Harriet Grant 1 , David Carroll 1 2 , Hayley Dargan 1 , Angeline Simons 1
  1. Royal Darwin Hospital, Darwin, NT, Australia
  2. PA-Southside Clinical School, University of Queensland, Brisbane

Aims:

The aim is to determine if increased frailty and a greater 4AT result on initial emergency department (ED) presentation have additive combined risk for mortality. This is alongside validating frailty assessment and 4AT as independent predictors of mortality.

Methods:

This is a prospective observational study of routinely collected clinical data to include descriptive epidemiology alongside 14-day, 28-day, 6-month and 12-month outcomes of care. Frailty was assessed by Clinical Frailty Scale score (CFS) and delirium was assessed by 4AT. Relative risk of mortality was calculated using 2x2 contingency table. Chi-square testing was used to determine significance.

Results:

473 older patients were assessed in one year. The mean age of patients assessed was 82 years. The median CFS was 6 and the median 4AT value was 1. The mortality rate at 28 days was 6.4%, with all deceased patients at 28 days having a CFS score greater than or equal to 5. The relative risk of mortality was 6.5 times greater in those with a 4AT score greater than or equal to 4.  6-month mortality was 5.5 times higher in those who are frail.

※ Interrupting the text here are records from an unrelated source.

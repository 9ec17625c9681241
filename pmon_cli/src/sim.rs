//! Simulated backends for hosts without the device hardware.
//!
//! Fault injection is driven by `PMON_SIM_*` environment variables so the
//! CLI's failure paths can be exercised end to end.

use chrono::{Datelike, Timelike, Utc};
use pmon_config::Config;
use pmon_hardware::{SimulatedNetwork, SimulatedSensorBus, time_service_body};
use pmon_traits::UtcDateTime;

#[derive(Debug, Clone, Default, PartialEq, Eq)]
pub struct SimKnobs {
    /// PMON_SIM_WIFI_DOWN: access point rejects the join.
    pub wifi_down: bool,
    /// PMON_SIM_INTERNET_DOWN: internet test URL unreachable.
    pub internet_down: bool,
    /// PMON_SIM_SERVER_MISMATCH: server test answers with the wrong body.
    pub server_mismatch: bool,
    /// PMON_SIM_POST_FAIL: every post gets HTTP 500.
    pub post_fail: bool,
    /// PMON_SIM_TIME_DOWN: time service unreachable.
    pub time_down: bool,
    /// PMON_SIM_SENSOR_INIT_FAILURES: failed sensor bring-ups before success.
    pub sensor_init_failures: u32,
    /// PMON_SIM_READ_FAIL_EVERY: corrupt every Nth sensor frame.
    pub read_fail_every: u32,
}

fn flag(v: Option<String>) -> bool {
    matches!(v.as_deref(), Some("1" | "true" | "yes"))
}

fn count(v: Option<String>) -> u32 {
    v.and_then(|s| s.trim().parse().ok()).unwrap_or(0)
}

impl SimKnobs {
    pub fn from_env() -> Self {
        Self::from_lookup(|k| std::env::var(k).ok())
    }

    pub fn from_lookup(lookup: impl Fn(&str) -> Option<String>) -> Self {
        Self {
            wifi_down: flag(lookup("PMON_SIM_WIFI_DOWN")),
            internet_down: flag(lookup("PMON_SIM_INTERNET_DOWN")),
            server_mismatch: flag(lookup("PMON_SIM_SERVER_MISMATCH")),
            post_fail: flag(lookup("PMON_SIM_POST_FAIL")),
            time_down: flag(lookup("PMON_SIM_TIME_DOWN")),
            sensor_init_failures: count(lookup("PMON_SIM_SENSOR_INIT_FAILURES")),
            read_fail_every: count(lookup("PMON_SIM_READ_FAIL_EVERY")),
        }
    }
}

pub fn sensor_bus(knobs: &SimKnobs) -> SimulatedSensorBus {
    SimulatedSensorBus::new()
        .with_init_failures(knobs.sensor_init_failures)
        .with_read_fail_every(knobs.read_fail_every)
}

fn now_utc() -> UtcDateTime {
    let now = Utc::now();
    // chrono keeps these in range; the casts cannot truncate.
    UtcDateTime {
        year: now.year(),
        month: now.month() as u8,
        day: now.day() as u8,
        hour: now.hour() as u8,
        minute: now.minute() as u8,
        second: now.second() as u8,
    }
}

/// Route every configured endpoint, minus the ones knocked out by `knobs`.
pub fn network(cfg: &Config, knobs: &SimKnobs) -> SimulatedNetwork {
    let ep = &cfg.endpoints;
    let net = SimulatedNetwork::new();
    if !knobs.internet_down {
        net.set_route(&ep.internet_test_url, 200, "");
    }
    let server_body = if knobs.server_mismatch {
        "maintenance".to_string()
    } else {
        ep.server_expected_response.clone()
    };
    net.set_route(&ep.server_test_url, 200, server_body);
    if knobs.post_fail {
        net.set_route(&ep.server_post_url, 500, r#"{"error":"internal"}"#);
    } else {
        net.set_route(&ep.server_post_url, 201, r#"{"status":"created"}"#);
    }
    if !knobs.time_down {
        net.set_route(&ep.time_url, 200, time_service_body(&now_utc()));
    }
    net
}

#[cfg(test)]
mod tests {
    use super::*;
    use std::collections::HashMap;

    #[test]
    fn knobs_parse_flags_and_counts() {
        let env: HashMap<&str, &str> = [
            ("PMON_SIM_WIFI_DOWN", "1"),
            ("PMON_SIM_POST_FAIL", "true"),
            ("PMON_SIM_SERVER_MISMATCH", "0"),
            ("PMON_SIM_SENSOR_INIT_FAILURES", "3"),
            ("PMON_SIM_READ_FAIL_EVERY", "x"),
        ]
        .into_iter()
        .collect();
        let k = SimKnobs::from_lookup(|key| env.get(key).map(|v| v.to_string()));
        assert!(k.wifi_down && k.post_fail);
        assert!(!k.server_mismatch && !k.internet_down && !k.time_down);
        assert_eq!(k.sensor_init_failures, 3);
        assert_eq!(k.read_fail_every, 0);
    }
}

Those patients with a CFS score of 5 or greater combined with a 4AT of 5 and above had the highest mortality of all groups, with the association of CFS, 4AT and mortality reaching statistical significance.

Conclusions:

In older patients living with frailty, using both CFS and 4AT together in routine clinical assessment has the potential to predict mortality more accurately than CFS or 4AT in isolation.